It was one of the greatest, and best known miscarriages of justice in American history. Twenty supposed witches were executed in Salem, Massachusetts, after a hysteria and kangaroo court trials in 1692. By the following year, many of those involved had come to see the error of their ways. Several convicted and sentenced to execution had their sentences vacated by the Governor, including Elizabeth Johnson. And then, there was the Rev. Cotton Mather.
Cotton Mather was the premier churchman/theologian/author of colonial America. He was a stern and opinionated man who liked to portray himself as an objective observer of events. His father, Increase Mather, was also an influential stern (but perhaps not quite so stern) church leader of the time, President of Harvard. Cotton was also a prolific writer, writing much in the way of theology, including what many consider the best history of 17th century New England. However, its his writing about the Salem “witches” for which he is best remembered today. He would have preferred everyone just forgot about his role.
When Salem children started making claims about visions of witches, Cotton Mather took it all very seriously. He somewhat cautioned about the use of spectral evidence, that arising from visions instead of reality. However, he had no trouble saying bad things about some of the suspects, and argued that witches and demons and all of this stuff was real. The Devil tried to lead Christians into sin this way, he said. America was fertile ground for the Devil since it was an attempt to build a more Godly and righteous land than those of Europe. The only question was whether this particular situation was the Devil's work, but with so many claims, and America due for an interference in its affairs by the Devil, it was easy to understand how people would have seen Mather's limited cautions as being just a formal acknowledgment of objectivity. They proceeded full speed ahead and Mather did nothing to stop them. He even invited one of the children to stay in his home.
By the end of the year, people were starting to have misgivings over what was going on. Early in 1693, 20 executions later, the Governor vacated the sentences of those awaiting execution. That was the year in which Mather published his most famous book, The Wonders of the Invisible World, full title The Wonders of the Invisible World: Being an account of the tryals of several witches, lately excuted [sic] in New-England: and of several remarkable curiosities therein occurring. In it, Mather again tries to play the role of objective observer, stating the case presented against those found guilty (but not their defenses).

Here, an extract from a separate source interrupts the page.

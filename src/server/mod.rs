//! Server-side modules for the wardsync reference reconciliation service.

pub mod reconcile;

pub use reconcile::{router, ReconcileState, StoredEntity};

Even as others were questioning their behavior, Cotton Mather continued on about how the Devil was trying to destroy the work of Jesus' servants in the new Promised Land. Writes Mather, “The New-Englanders are a People of God settled in those, which were once the Devil's Territories; and it may easily be supposed that the Devil was exceedingly disturbed, when he perceived such a People here accomplishing the Promise of old made unto our Blessed Jesus, that He should have the Utmost parts of the Earth for his Possession... And we have now with Horror seen the Discovery of such a Witchcraft! An Army of Devils is horribly broke in upon the place which is the Center, and after a sort, the First-born of our English Settlements: and the Houses of the Good People there are fill'd with the doleful Shrieks of their Children and Servants, Tormented by Invisible Hands, with Tortures altogether preternatural.” So much for Cotton Mather, the objective observer.
In short order, jurors signed apologies for their behavior, the people of Salem were embarrassed. Many of the witnesses recanted their testimony. Within in a few years, most convicted were exonerated, payments made to their families for the grave injustices. In 1711, further exonerations were made, monetary reparations paid, rights and reputations of those convicted restored. Boston merchant Robert Calef wrote a biting criticism of Mather and the Salem Witch Trials, More Wonders of the Invisible World. It summed it all up well. Mather never admitted to his grave errors or wrongdoing though he lived until 1728.
And so it all came to an end three centuries ago. Apologies were made, reparations paid, and while nothing could ever undo the wrong, there was not much more that could be done. But, one case remained unatoned. Elizabeth Johnson, Jr., was missed in the earlier apologies, her conviction never erased. She attempted to have it reversed, but after 1711, Massachusetts wanted to put it all in the past. After all, Ms. Johnson had been freed, not executed. Her case no longer seemed of much importance. Not having any children, she had no descendants to argue her case in the years and centuries hence. Every “witch” had their convictions erased, except Ms. Johnson. She remained on the books as a witch, convicted of witchcraft.
Two years ago, this long-forgotten injustice was uncovered by the Eighth Grade class of North Andover Middle School. They became Elizabeth Johnson's surrogate descendants. They fought her forgotten case. And a short time ago, their efforts were rewarded. Three hundred, twenty-nine years after she was convicted of witchcraft, Johnson has had that conviction wiped from her record. She is innocent again, just like in 1690. She is the last to have her good name restored. We don't know what became of her, where she went, when she died. But if she is still around and once again walks the streets of Salem, she can hold her head high. She is a witch no more. It was overdue.